Guia pilar — Consumidor

Seus direitos em compras, contratos, serviços e cobrança — explicados em linguagem clara.

Visão geral

O direito do consumidor é o ramo do direito que regula a relação entre quem compra (consumidor) e quem vende ou presta serviços (fornecedor). O Código de Defesa do Consumidor (CDC), em vigor desde 1990, organiza essas regras e estabelece princípios como boa-fé, transparência, equilíbrio contratual e proteção da parte mais vulnerável.

Na prática, abrange compras, contratos bancários, planos de saúde, telefonia, internet, transporte, educação, turismo, financiamentos e muito mais. Inclui também a chamada responsabilidade do fornecedor por danos morais e materiais quando há falha na prestação.

Temas centrais

  • Vícios e fatos do produto/serviço

    Diferença entre vício (defeito que prejudica funcionamento) e fato do produto (defeito que causa dano além do produto).
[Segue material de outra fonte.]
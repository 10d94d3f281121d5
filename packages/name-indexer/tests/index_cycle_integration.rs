//! Integration tests for full indexing cycles.
//!
//! These tests drive the public API end to end:
//! 1. Walk both listings
//! 2. Resolve and normalize profiles
//! 3. Persist into the next generation and build the caches
//! 4. Promote next → current → prior

use std::sync::Arc;

use name_indexer::{
    testing::{MockDirectory, MockResolver},
    CrawlConfig, Crawler, Cycle, DocumentStore, EntrySource, GenerationManager, MemoryStore,
    Scheduler, SearchProfileEntry, StoreIndexCycle,
};
use name_indexer::DocumentStoreExt;
use serde_json::json;
use std::time::Duration;

/// Helper to build a store cycle over mock services.
fn store_cycle(store: Arc<dyn DocumentStore>, names: Vec<Vec<String>>) -> StoreIndexCycle {
    let directory = MockDirectory::new()
        .with_names_pages(names)
        .with_subdomain_pages(vec![vec!["shop.alice.id".into()], vec![]]);
    let resolver = MockResolver::new()
        .with_profile(
            "alice.id",
            json!({
                "name": {"formatted": "Alice"},
                "account": [
                    {"service": "twitter", "identifier": "alice"},
                    {"service": "openbazaar", "identifier": "Qm1"}
                ],
                "$schema": "v1"
            }),
        )
        .with_profile("bob.id", json!({"name": "Bob", "links.home": "b.example"}))
        .with_failure("carol.id");

    let crawler = Crawler::new(
        Arc::new(directory),
        Arc::new(resolver),
        CrawlConfig::new().with_batch_size(2),
    );
    StoreIndexCycle::new(EntrySource::Crawl(crawler), GenerationManager::new(store))
}

#[tokio::test]
async fn test_full_cycle_publishes_search_index() {
    let store = Arc::new(MemoryStore::new());
    let cycle = store_cycle(
        store.clone(),
        vec![vec!["alice.id".into(), "bob.id".into()], vec!["carol.id".into()], vec![]],
    );

    let summary = cycle.run().await.unwrap();

    assert_eq!(summary.names, 4);
    assert_eq!(summary.entries, 3);
    assert_eq!(summary.resolution_errors, 1);

    let alice: SearchProfileEntry = store
        .get_as("search_db", "profiles", "alice.id")
        .await
        .unwrap()
        .unwrap();
    assert_eq!(alice.name.as_deref(), Some("alice"));
    assert_eq!(alice.social_handle.as_deref(), Some("alice"));
    assert_eq!(alice.openbazaar_identifier.as_deref(), Some("Qm1"));
    assert_eq!(alice.profile["_schema"], json!("v1"));

    let bob = store.get("search_db", "namespace", "bob.id").await.unwrap().unwrap();
    assert_eq!(bob["username"], json!("bob"));
    assert_eq!(bob["profile"]["links_home"], json!("b.example"));

    assert_eq!(
        store.get("search_cache", "username_cache", "username").await.unwrap(),
        Some(json!({"username": ["alice.id", "bob.id", "shop.alice.id"]}))
    );
    assert_eq!(
        store.get("search_cache", "people_cache", "name").await.unwrap(),
        Some(json!({"name": ["alice", "bob"]}))
    );
}

#[tokio::test]
async fn test_second_cycle_keeps_previous_as_prior() {
    let store = Arc::new(MemoryStore::new());

    store_cycle(store.clone(), vec![vec!["alice.id".into()], vec![]])
        .run()
        .await
        .unwrap();
    let first = store.dump("search_db").await;

    store_cycle(store.clone(), vec![vec!["alice.id".into(), "bob.id".into()], vec![]])
        .run()
        .await
        .unwrap();

    assert_eq!(store.dump("search_db_prior").await, first);
    assert_eq!(store.dump("search_db").await, store.dump("search_db_next").await);
    assert_eq!(store.count("search_db", "namespace").await.unwrap(), 3);
}

#[tokio::test]
async fn test_scheduler_one_shot_runs_store_cycle() {
    let store = Arc::new(MemoryStore::new());
    let cycle = store_cycle(store.clone(), vec![vec!["bob.id".into()], vec![]]);
    let scheduler = Scheduler::new(Arc::new(cycle), Duration::from_secs(60));

    let summary = scheduler.run_once().await.unwrap();

    assert_eq!(summary.cycle, "index");
    assert_eq!(summary.index.unwrap().profiles_written, 2);
}

#[cfg(feature = "sqlite")]
#[tokio::test]
async fn test_full_cycle_on_sqlite() {
    use name_indexer::SqliteStore;

    let store = Arc::new(SqliteStore::in_memory().await.unwrap());
    store_cycle(store.clone(), vec![vec!["alice.id".into(), "bob.id".into()], vec![]])
        .run()
        .await
        .unwrap();

    assert_eq!(store.count("search_db", "profiles").await.unwrap(), 3);
    assert_eq!(store.count("search_db_prior", "profiles").await.unwrap(), 0);
    assert_eq!(
        store.get("search_cache", "twitter_cache", "twitter_handle").await.unwrap(),
        Some(json!({"twitter_handle": ["alice"]}))
    );
}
Cada um tem regras próprias de prazo e reparação.

  • Cobranças indevidas

    Negativação indevida em SPC/Serasa, cobrança de dívida prescrita, cobranças abusivas — possibilidade de restituição em dobro e dano moral.

  • Publicidade enganosa e abusiva

    Quando a propaganda promete algo que não é entregue, ou explora vulnerabilidade — o CDC protege e há possibilidade de indenização.

  • Cláusulas abusivas

    Cláusulas que colocam o consumidor em desvantagem exagerada podem ser declaradas nulas em juízo, mesmo que assinadas.

  • Planos de saúde

    Recusa de cobertura, reajuste, carência, rol da ANS — área com farta jurisprudência.

Quando vale procurar um advogado

  • Quando há recusa de cobertura ou descumprimento contratual relevante
  • Quando o valor da causa supera 20 salários mínimos (acima disso, advogado obrigatório no JEC)
  • Quando há indício de cobrança em dobro, dano moral relevante ou comportamento sistêmico do fornecedor
  • Quando os canais administrativos (Procon, SAC, ANS) não resolveram

Perguntas frequentes

Tudo é relação de consumo?

Não. A relação de consumo exige que o consumidor seja destinatário final e que o outro lado seja fornecedor profissional. Vendas entre particulares, por exemplo, não são relação de consumo.

Vale a pena ir ao Procon?

Costuma valer — gratuito, gera registro e pressão. Resolve boa parte dos casos antes da ação judicial.

O que é inversão do ônus da prova?

Em situações específicas, o juiz pode determinar que o fornecedor é quem deve provar — em vez do consumidor. É um instrumento poderoso a favor da parte vulnerável.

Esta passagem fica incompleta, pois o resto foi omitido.